I was looking forward to this egg finally hatching. The other three from the same clutch are already out of their eggs and are doing well. So this was a welcome sight...




Nice looking neonate...





But then, _what the...?
_




Looks like he's got a major dent in the carapace...





Not sure how or why this occurred. Maybe a dry bubble within the egg that caused the carapace to form this way?
I dunno, I've never hatched one like this before.

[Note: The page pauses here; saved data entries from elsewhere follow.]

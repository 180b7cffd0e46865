//! Error types for formula parsing, validation and evaluation.

use std::fmt;

use nom::error::{ErrorKind, ParseError};
use thiserror::Error;

use crate::argument::ArgumentKind;
use crate::context::ContextError;
use crate::value::Value;

/// A parse error with user-friendly context and error messages.
///
/// This error type provides more helpful information than the default nom errors,
/// including the position of the error and a description of what went wrong.
#[derive(Debug, Clone, PartialEq)]
pub struct ParseErrorInfo<I> {
    /// The input position where the error occurred
    pub input: I,
    /// A description of what went wrong
    pub message: String,
    /// The kind of error (from nom)
    pub kind: ErrorKind,
}

impl<I> ParseErrorInfo<I> {
    /// Create a new parse error with a custom message.
    pub fn new(input: I, message: impl Into<String>, kind: ErrorKind) -> Self {
        Self {
            input,
            message: message.into(),
            kind,
        }
    }

    /// Create a parse error from a nom ErrorKind with a default message.
    pub fn from_kind(input: I, kind: ErrorKind) -> Self {
        let message = match kind {
            ErrorKind::Digit => "expected a number".to_string(),
            ErrorKind::Alpha => "expected a function name".to_string(),
            ErrorKind::Tag => "unexpected token".to_string(),
            ErrorKind::Char => "unexpected character".to_string(),
            ErrorKind::NonEmpty => "unexpected trailing input".to_string(),
            ErrorKind::Eof => "unexpected end of input".to_string(),
            _ => format!("parse error: {:?}", kind),
        };

        Self {
            input,
            message,
            kind,
        }
    }
}

impl ParseErrorInfo<&str> {
    /// Detach the error from the borrowed input so it can outlive the source text.
    pub fn into_owned(self) -> ParseErrorInfo<String> {
        ParseErrorInfo {
            input: self.input.to_string(),
            message: self.message,
            kind: self.kind,
        }
    }
}

impl<I: fmt::Display> fmt::Display for ParseErrorInfo<I> {
    fn fmt(&self, f: &mut fmt::Formatter<'_>) -> fmt::Result {
        write!(f, "{} at: {}", self.message, self.input)
    }
}

impl<I: fmt::Display + fmt::Debug> std::error::Error for ParseErrorInfo<I> {}

impl<I> ParseError<I> for ParseErrorInfo<I> {
    fn from_error_kind(input: I, kind: ErrorKind) -> Self {
        Self::from_kind(input, kind)
    }

    fn append(_input: I, _kind: ErrorKind, other: Self) -> Self {
        other
    }
}

/// Helper function to create a parse error with a custom message.
pub fn parse_error<I>(input: I, message: impl Into<String>) -> ParseErrorInfo<I> {
    ParseErrorInfo::new(input, message, ErrorKind::Fail)
}

/// Raised by an argument type when a value cannot be coerced into it.
#[derive(Debug, Clone, PartialEq, Error)]
#[error("cannot convert {value:?} to {expected}")]
pub struct TypeCoercionError {
    pub expected: ArgumentKind,
    pub value: Value,
}

impl TypeCoercionError {
    pub fn new(expected: ArgumentKind, value: Value) -> Self {
        Self { expected, value }
    }
}

/// Everything that can go wrong between formula text and a value.
#[derive(Debug, Error)]
pub enum FormulaError {
    #[error("invalid formula: {0}")]
    Parse(#[from] ParseErrorInfo<String>),

    #[error("unknown function `{0}`")]
    UnknownFunction(String),

    #[error("unknown operator `{0}`")]
    UnknownOperator(String),

    #[error("invalid number of arguments for `{function}`: got {}", args.len())]
    InvalidNumberOfArguments { function: String, args: Vec<Value> },

    #[error("invalid argument for `{function}`: {argument:?}")]
    InvalidFormulaArgumentType { function: String, argument: Value },

    #[error(transparent)]
    TypeCoercion(#[from] TypeCoercionError),

    #[error(transparent)]
    Context(#[from] ContextError),

    #[error("`{function}` failed: {message}")]
    Execution { function: String, message: String },

    #[error("cannot convert rich text to a formula: {0}")]
    Conversion(String),
}

impl FormulaError {
    pub(crate) fn execution(function: &str, message: impl Into<String>) -> Self {
        FormulaError::Execution {
            function: function.to_string(),
            message: message.into(),
        }
    }
}

pub type FormulaResult<T> = Result<T, FormulaError>;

I was hoping that it might smooth out after a few days but after almost a week it's still quite pronounced. This is how it looked right out of the egg the other day.





I'm fairly (sort of anyway) sure that this will eventually smooth out as the tortoise grows. I feel that it is more of a mechanical injury rather than some sort of genetic anomaly. But most likely, there will always be something a bit off.
Time will tell.


----------



## ColleenT (Mar 10, 2016)

well he's got great coloring, so that's a plus! Hopefully he'll normalize over a little time.


----------



## wellington (Mar 10, 2016)

Interesting. Keep us posted on how he does and if or when you see any improvement


----------



## ZEROPILOT (Mar 10, 2016)

As long as he's healthy.
I'm sure he'll be a great companion.


----------



## Jodie (Mar 10, 2016)

I recently hatched a leopard like that. He is a couple months old now, and it is less pronounced, but not gone.


----------



## N2TORTS (Mar 11, 2016)

Love the strong red coloring ........!


----------



## Jacqui (Mar 11, 2016)

Whst a handsome fellow and very interesting.


----------



## Cheryl Hills (Mar 12, 2016)

Maybe he was squished in his shell. Or maybe he out grew the shell before hatching. Just a thought.


----------



## NDevon (Mar 14, 2016)

He's gorgeous, different is good - my eldest Cherryhead has wonky scutes, and if she was human I'd say she was Autistic, she has all the traits!


----------



## allegraf (Mar 14, 2016)

There's color on the neck! I hatched one more bent than that. The little one has had some issues but overall doing great as reported by the new mummy. Very pretty and doesn't seem to affect them too much.


----------



## Lancecham (Mar 14, 2016)

Was the substrate the eggs were incubating on the dry side for any portion of incubation?


----------



## cdmay (Mar 15, 2016)

Lancecham said:


> Was the substrate the eggs were incubating on the dry side for any portion of incubation?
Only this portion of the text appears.